Dozens of nations on Saturday pledged to do more to protect nature and overhaul farming at the COP26 UN climate talks, amid misgivings about past failures.
Agriculture, deforestation and other changes in land use account for about one-quarter of humanity’s planet-heating greenhouse gas emissions, making reforms vital to safeguard nature and feed a rising global population without stoking global warming.
“Nature and climate are interlinked, and both our people and our surroundings are facing the very real impacts of rising temperatures,” Alok Sharma, the British president of COP26, told a news conference.
Photo: AP
He said that 70 percent of tropical corals, which are nurseries for fish, would be lost if temperatures rise 1.5°C above pre-industrial times.
“If we get to two degrees they are all gone,” he added.
Temperatures are already up nearly 1.2°C and the overriding goal of the Glasgow negotiations is to keep alive hopes of limiting warming to 1.5°C, the toughest goal set by almost 200 nations in the 2015 Paris Agreement.
The UK said that 45 nations were on Saturday making pledges to safeguard nature, including Ethiopia, Gabon, Germany, Ghana, India, Indonesia, Japan, Morocco, the Philippines, the US, Uruguay and Vietnam.
Sharma said the pledges included US$4 billion in public sector investment, which would help spur innovation such as developing crops resilient to droughts, floods and heatwaves that could benefit “hundreds of millions of farmers.”
Campaigners said needed shifts to agriculture to curb emissions and protect food security should have a larger share of the global spotlight.
“We need to shine a light on climate justice, and we need to make food and farming sexy,” said Idris Elba, British actor and goodwill ambassador for the UN’s International Fund for Agricultural Development.
Vanessa Nakate, 24, a climate justice advocate from Uganda, warned that in her country, “we’re watching farms collapse,” with floods, droughts, heatwaves and swarms of locusts making hunger more widespread.
However, past pledges have fallen short.
A UN report last year found that the world had failed to fully meet any of the 20 global goals it set in 2010 to protect biodiversity.
Those ranged from phasing out harmful agricultural subsidies to limiting the loss of forests and raising sufficient finance for developing nations.
Braving heavy rain, tens of thousands of protesters including indigenous people, workers, environmentalists and social activists took to Glasgow’s streets, decrying glacial progress on climate change threats inside the formal COP26 UN summit.
At the city’s Kelvingrove Park, the day of protests started with a rally organized by the Fire Brigades Union demanding green jobs and racial justice.
Vulnerable people in countries that have contributed least to climate change bear the brunt of extreme weather and rising seas on a warming planet, speakers said.
Throngs of protesters, including Swedish teen activist Greta Thunberg, then wound their way through the city center to a second rally at Glasgow Green, where indigenous community members called for rainforest protection and food producers urged ecologically friendly forms of farming.
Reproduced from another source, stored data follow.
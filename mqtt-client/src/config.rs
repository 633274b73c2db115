use std::{fs::File, io::Read as _, path::Path};

use bytes::Bytes;
use mqtt_core::qos::QosLevel;
use serde::Deserialize;

/// A will message, populated into the CONNECT variable header/payload when configured.
#[derive(Deserialize, Clone, Debug, PartialEq)]
pub struct WillConfig {
    pub topic: String,
    pub message: String,
    #[serde(default)]
    pub qos: u8,
    #[serde(default)]
    pub retain: bool,
}

#[derive(Deserialize, Clone, Debug, Default)]
struct Credentials {
    username: Option<String>,
    password: Option<String>,
}

#[derive(Deserialize, Clone, Debug)]
pub struct ClientConfig {
    host: String,
    port: u16,
    client_id: String,
    #[serde(default = "default_true")]
    clean_session: bool,
    #[serde(default)]
    keep_alive: Option<u16>,
    #[serde(default)]
    connect_timeout: Option<u64>,
    #[serde(default)]
    reconnect_period: Option<u64>,
    #[serde(default)]
    will: Option<WillConfig>,
    #[serde(default)]
    credentials: Credentials,
}

fn default_true() -> bool {
    true
}

impl ClientConfig {
    pub fn builder(client_id: impl Into<String>, host: impl Into<String>, port: u16) -> ClientConfig {
        return ClientConfig {
            host: host.into(),
            port,
            client_id: client_id.into(),
            clean_session: true,
            keep_alive: None,
            connect_timeout: None,
            reconnect_period: None,
            will: None,
            credentials: Credentials::default(),
        };
    }

    pub fn with_clean_session(mut self, clean_session: bool) -> Self {
        self.clean_session = clean_session;
        return self;
    }

    pub fn with_keep_alive(mut self, seconds: u16) -> Self {
        self.keep_alive = Some(seconds);
        return self;
    }

    pub fn with_connect_timeout(mut self, seconds: u64) -> Self {
        self.connect_timeout = Some(seconds);
        return self;
    }

    pub fn with_reconnect_period(mut self, seconds: u64) -> Self {
        self.reconnect_period = Some(seconds);
        return self;
    }

    pub fn with_will(mut self, will: WillConfig) -> Self {
        self.will = Some(will);
        return self;
    }

    pub fn with_credentials(mut self, username: impl Into<String>, password: Option<String>) -> Self {
        self.credentials = Credentials {
            username: Some(username.into()),
            password,
        };
        return self;
    }

    pub fn host(&self) -> &str {
        return &self.host;
    }

    pub fn port(&self) -> u16 {
        return self.port;
    }

    pub fn addr(&self) -> String {
        return format!("{}:{}", self.host, self.port);
    }

    pub fn client_id(&self) -> &str {
        return &self.client_id;
    }

    pub fn clean_session(&self) -> bool {
        return self.clean_session;
    }

    pub fn keep_alive(&self) -> Option<u16> {
        return self.keep_alive;
    }

    pub fn connect_timeout(&self) -> Option<u64> {
        return self.connect_timeout;
    }

    pub fn reconnect_period(&self) -> Option<u64> {
        return self.reconnect_period;
    }

    pub fn will(&self) -> Option<&WillConfig> {
        return self.will.as_ref();
    }

    pub fn username(&self) -> Option<&str> {
        return self.credentials.username.as_deref();
    }

    pub fn password(&self) -> Option<Bytes> {
        return self.credentials.password.as_ref().map(|p| Bytes::from(p.clone().into_bytes()));
    }
}

impl WillConfig {
    pub fn qos(&self) -> Result<QosLevel, mqtt_core::err::DecodeError> {
        return QosLevel::try_from(self.qos);
    }
}

impl ClientConfig {
    pub fn from_toml_str(raw: &str) -> Result<Self, toml::de::Error> {
        return toml::from_str(raw);
    }
}

impl TryFrom<&Path> for ClientConfig {
    type Error = toml::de::Error;

    fn try_from(path: &Path) -> Result<Self, Self::Error> {
        let mut file = File::open(path).unwrap_or_else(|err| {
            panic!("could not open config file {}: {err}", path.display());
        });

        let mut raw = String::new();
        file.read_to_string(&mut raw)
            .unwrap_or_else(|err| panic!("could not read config file {}: {err}", path.display()));

        return Self::from_toml_str(&raw);
    }
}

#[cfg(test)]
mod config {
    use super::ClientConfig;

    #[test]
    fn parses_minimal_toml() {
        let raw = r#"
            host = "broker.local"
            port = 1883
            client_id = "test-client"
        "#;

        let config = ClientConfig::from_toml_str(raw).unwrap();
        assert_eq!(config.host(), "broker.local");
        assert_eq!(config.port(), 1883);
        assert!(config.clean_session());
        assert_eq!(config.keep_alive(), None);
    }

    #[test]
    fn builder_round_trip() {
        let config = ClientConfig::builder("builder-client", "localhost", 1883)
            .with_keep_alive(30)
            .with_connect_timeout(5)
            .with_reconnect_period(10)
            .with_credentials("user", Some(String::from("pass")));

        assert_eq!(config.keep_alive(), Some(30));
        assert_eq!(config.connect_timeout(), Some(5));
        assert_eq!(config.reconnect_period(), Some(10));
        assert_eq!(config.username(), Some("user"));
    }
}
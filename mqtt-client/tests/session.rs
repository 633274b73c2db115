use std::{sync::Arc, time::Duration};

use bytes::{Bytes, BytesMut};
use mqtt_core::{
    packet::{
        decode_packet, ConnAckPacket, FixedHeader, MqttPacket, PubAckPacket, PubCompPacket,
        PubRecPacket, PublishPacket, SubAckPacket, UnsubAckPacket,
    },
    qos::{QosLevel, SubAckQoS},
    ConnectReturnCode,
};
use mqtt_client::{ClientConfig, ErrorKind, NullLogger, Session};
use tokio::{
    io::{AsyncReadExt, AsyncWriteExt, DuplexStream},
    sync::Mutex as TokioMutex,
};

/// Hands the client half of a `tokio::io::duplex` pair to `Session::connect`
/// exactly once; a second call fails, since these tests never reconnect.
fn make_connector(stream: DuplexStream) -> mqtt_client::Connector<DuplexStream> {
    let slot = Arc::new(TokioMutex::new(Some(stream)));
    return Arc::new(move || {
        let slot = slot.clone();
        Box::pin(async move {
            slot.lock().await.take().ok_or_else(|| {
                std::io::Error::new(std::io::ErrorKind::Other, "test transport already consumed")
            })
        }) as std::pin::Pin<Box<dyn std::future::Future<Output = std::io::Result<DuplexStream>> + Send>>
    });
}

/// Reads one framed packet off a raw stream, mirroring the session engine's
/// own framing (read the type byte, the remaining-length varint, then the
/// declared number of body bytes) so the simulated broker can assert on what
/// the client actually put on the wire.
async fn read_raw_packet<S: tokio::io::AsyncRead + Unpin>(stream: &mut S) -> MqttPacket {
    let mut type_byte = [0u8; 1];
    stream.read_exact(&mut type_byte).await.expect("stream closed while reading type byte");

    let mut header = vec![type_byte[0]];
    loop {
        let mut b = [0u8; 1];
        stream.read_exact(&mut b).await.expect("stream closed while reading remaining length");
        header.push(b[0]);
        if b[0] & 0x80 == 0 {
            break;
        }
    }

    let mut probe = Bytes::from(header.clone());
    let f_header = FixedHeader::decode(&mut probe).expect("malformed fixed header");

    let mut rest = vec![0u8; f_header.rest_len()];
    stream.read_exact(&mut rest).await.expect("stream closed while reading packet body");

    let mut full = BytesMut::from(header.as_slice());
    full.extend_from_slice(&rest);
    let mut full = full.freeze();
    let f_header = FixedHeader::decode(&mut full).expect("malformed fixed header");
    return decode_packet(f_header, &mut full).expect("malformed packet body");
}

#[tokio::test]
async fn connect_minimal_handshake() {
    let (client_half, mut broker_half) = tokio::io::duplex(4096);
    let connector = make_connector(client_half);
    let config = ClientConfig::builder("mqtt-haskell", "broker.local", 1883);

    let broker = tokio::spawn(async move {
        let packet = read_raw_packet(&mut broker_half).await;
        let connect = match packet {
            MqttPacket::Connect(p) => p,
            other => panic!("expected CONNECT, got {:?}", other.msg_type()),
        };
        assert_eq!(connect.client_id, "mqtt-haskell");
        assert!(connect.clean_session);
        assert_eq!(connect.keep_alive, 0);

        let connack = ConnAckPacket::new(false, ConnectReturnCode::Accept);
        broker_half.write_all(&connack.encode()).await.unwrap();
        broker_half
    });

    let session = Session::connect(config, connector, Arc::new(NullLogger)).await.unwrap();
    broker.await.unwrap();
    session.disconnect().await.unwrap();
}

#[tokio::test]
async fn connect_rejected_returns_error() {
    let (client_half, mut broker_half) = tokio::io::duplex(4096);
    let connector = make_connector(client_half);
    let config = ClientConfig::builder("rejected-client", "broker.local", 1883);

    let broker = tokio::spawn(async move {
        let _ = read_raw_packet(&mut broker_half).await;
        let connack = ConnAckPacket::new(false, ConnectReturnCode::BadUsernameOrPassword);
        broker_half.write_all(&connack.encode()).await.unwrap();
    });

    let result = Session::connect(config, connector, Arc::new(NullLogger)).await;
    broker.await.unwrap();

    let err = result.expect_err("a non-zero return code must fail connect");
    assert!(matches!(
        err.kind(),
        ErrorKind::ConnectRejected(ConnectReturnCode::BadUsernameOrPassword)
    ));
}

#[tokio::test]
async fn qos1_publish_completes_on_matching_puback() {
    let (client_half, mut broker_half) = tokio::io::duplex(4096);
    let connector = make_connector(client_half);
    let config = ClientConfig::builder("qos1-client", "broker.local", 1883);

    let broker = tokio::spawn(async move {
        let _connect = read_raw_packet(&mut broker_half).await;
        broker_half.write_all(&ConnAckPacket::new(false, ConnectReturnCode::Accept).encode()).await.unwrap();

        let packet = read_raw_packet(&mut broker_half).await;
        let publish = match packet {
            MqttPacket::Publish(p) => p,
            other => panic!("expected PUBLISH, got {:?}", other.msg_type()),
        };
        assert_eq!(publish.topic, "a/b");
        assert_eq!(publish.qos, QosLevel::AtLeastOnce);
        let id = publish.packet_id.expect("QoS 1 PUBLISH must carry a packet id");

        broker_half.write_all(&PubAckPacket::new(id).encode()).await.unwrap();
        broker_half
    });

    let session = Session::connect(config, connector, Arc::new(NullLogger)).await.unwrap();
    session
        .publish(QosLevel::AtLeastOnce, false, "a/b", Bytes::from_static(b"hi"))
        .await
        .unwrap();

    broker.await.unwrap();
    session.disconnect().await.unwrap();
}

#[tokio::test]
async fn qos2_publish_full_handshake() {
    let (client_half, mut broker_half) = tokio::io::duplex(4096);
    let connector = make_connector(client_half);
    let config = ClientConfig::builder("qos2-client", "broker.local", 1883);

    let broker = tokio::spawn(async move {
        let _connect = read_raw_packet(&mut broker_half).await;
        broker_half.write_all(&ConnAckPacket::new(false, ConnectReturnCode::Accept).encode()).await.unwrap();

        let packet = read_raw_packet(&mut broker_half).await;
        let publish = match packet {
            MqttPacket::Publish(p) => p,
            other => panic!("expected PUBLISH, got {:?}", other.msg_type()),
        };
        let id = publish.packet_id.expect("QoS 2 PUBLISH must carry a packet id");
        broker_half.write_all(&PubRecPacket::new(id).encode()).await.unwrap();

        let packet = read_raw_packet(&mut broker_half).await;
        let pubrel = match packet {
            MqttPacket::PubRel(p) => p,
            other => panic!("expected PUBREL, got {:?}", other.msg_type()),
        };
        assert_eq!(pubrel.packet_id, id);
        broker_half.write_all(&PubCompPacket::new(id).encode()).await.unwrap();
        broker_half
    });

    let session = Session::connect(config, connector, Arc::new(NullLogger)).await.unwrap();
    session
        .publish(QosLevel::ExactlyOnce, false, "t", Bytes::from_static(b"x"))
        .await
        .unwrap();

    broker.await.unwrap();
    session.disconnect().await.unwrap();
}

#[tokio::test]
async fn subscribe_grants_qos_and_delivers_matching_publish_only() {
    let (client_half, mut broker_half) = tokio::io::duplex(4096);
    let connector = make_connector(client_half);
    let config = ClientConfig::builder("sub-client", "broker.local", 1883);

    let broker = tokio::spawn(async move {
        let _connect = read_raw_packet(&mut broker_half).await;
        broker_half.write_all(&ConnAckPacket::new(false, ConnectReturnCode::Accept).encode()).await.unwrap();

        let packet = read_raw_packet(&mut broker_half).await;
        let subscribe = match packet {
            MqttPacket::Subscribe(p) => p,
            other => panic!("expected SUBSCRIBE, got {:?}", other.msg_type()),
        };
        let suback = SubAckPacket::new(subscribe.packet_id, vec![SubAckQoS::QOS(QosLevel::AtLeastOnce)]);
        broker_half.write_all(&suback.encode().unwrap()).await.unwrap();

        let matching = PublishPacket::new(
            String::from("sensors/kitchen/temp"),
            Bytes::from_static(&[0x42]),
            QosLevel::AtMostOnce,
            false,
            None,
        );
        broker_half.write_all(&matching.encode().unwrap()).await.unwrap();

        let non_matching = PublishPacket::new(
            String::from("sensors/kitchen/humidity"),
            Bytes::from_static(&[0x01]),
            QosLevel::AtMostOnce,
            false,
            None,
        );
        broker_half.write_all(&non_matching.encode().unwrap()).await.unwrap();
        broker_half
    });

    let session = Session::connect(config, connector, Arc::new(NullLogger)).await.unwrap();

    let (tx, mut rx) = tokio::sync::mpsc::unbounded_channel::<(String, Bytes)>();
    let granted = session
        .subscribe(QosLevel::AtLeastOnce, "sensors/+/temp", move |topic, payload| {
            let _ = tx.send((topic, payload));
        })
        .await
        .unwrap();
    assert_eq!(granted, QosLevel::AtLeastOnce);

    let (topic, payload) = tokio::time::timeout(Duration::from_secs(1), rx.recv())
        .await
        .expect("callback should fire for the matching publish")
        .expect("channel should not have closed");
    assert_eq!(topic, "sensors/kitchen/temp");
    assert_eq!(payload.as_ref(), &[0x42]);

    let second = tokio::time::timeout(Duration::from_millis(200), rx.recv()).await;
    assert!(second.is_err(), "a non-matching topic must not invoke the callback");

    broker.await.unwrap();
    session.disconnect().await.unwrap();
}

#[tokio::test]
async fn unsubscribe_removes_handler_and_stops_delivery() {
    let (client_half, mut broker_half) = tokio::io::duplex(4096);
    let connector = make_connector(client_half);
    let config = ClientConfig::builder("unsub-client", "broker.local", 1883);

    let broker = tokio::spawn(async move {
        let _connect = read_raw_packet(&mut broker_half).await;
        broker_half.write_all(&ConnAckPacket::new(false, ConnectReturnCode::Accept).encode()).await.unwrap();

        let packet = read_raw_packet(&mut broker_half).await;
        let subscribe = match packet {
            MqttPacket::Subscribe(p) => p,
            other => panic!("expected SUBSCRIBE, got {:?}", other.msg_type()),
        };
        let suback = SubAckPacket::new(subscribe.packet_id, vec![SubAckQoS::QOS(QosLevel::AtMostOnce)]);
        broker_half.write_all(&suback.encode().unwrap()).await.unwrap();

        let packet = read_raw_packet(&mut broker_half).await;
        let unsubscribe = match packet {
            MqttPacket::Unsubscribe(p) => p,
            other => panic!("expected UNSUBSCRIBE, got {:?}", other.msg_type()),
        };
        broker_half.write_all(&UnsubAckPacket::new(unsubscribe.packet_id).encode()).await.unwrap();

        // Sent only after the broker has seen UNSUBSCRIBE; a lingering handler would catch it.
        let late = PublishPacket::new(String::from("x/y"), Bytes::from_static(b"late"), QosLevel::AtMostOnce, false, None);
        broker_half.write_all(&late.encode().unwrap()).await.unwrap();
        broker_half
    });

    let session = Session::connect(config, connector, Arc::new(NullLogger)).await.unwrap();

    let (tx, mut rx) = tokio::sync::mpsc::unbounded_channel::<(String, Bytes)>();
    session
        .subscribe(QosLevel::AtMostOnce, "x/y", move |topic, payload| {
            let _ = tx.send((topic, payload));
        })
        .await
        .unwrap();

    session.unsubscribe("x/y").await.unwrap();

    let result = tokio::time::timeout(Duration::from_millis(200), rx.recv()).await;
    assert!(result.is_err(), "an unsubscribed handler must not receive further deliveries");

    broker.await.unwrap();
    session.disconnect().await.unwrap();
}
Asad Rehman, codirector of the COP26 Coalition, which brings together British groups campaigning on climate change, said the Glasgow march was just one of more than 300 climate demonstrations around the world on Saturday as the UN climate talks hit their midpoint.
The coalition estimated that about 120,000 people took to the streets of Glasgow.
Rehman, also director of charity War on Want, pointed to the diversity of protesters, with indigenous peoples, African climate activists and others from developing nations leading the Glasgow march after braving COVID-19 pandemic restrictions to travel to COP26.
“We have built a movement that is not just of environmentalists, but that involves and connects with labor movements, faith organizations [and] grassroots activists,” he said.
That shows how “the [climate] crisis we face is a multiple crisis ... a symptom of a rigged economy and a broken system,” he said.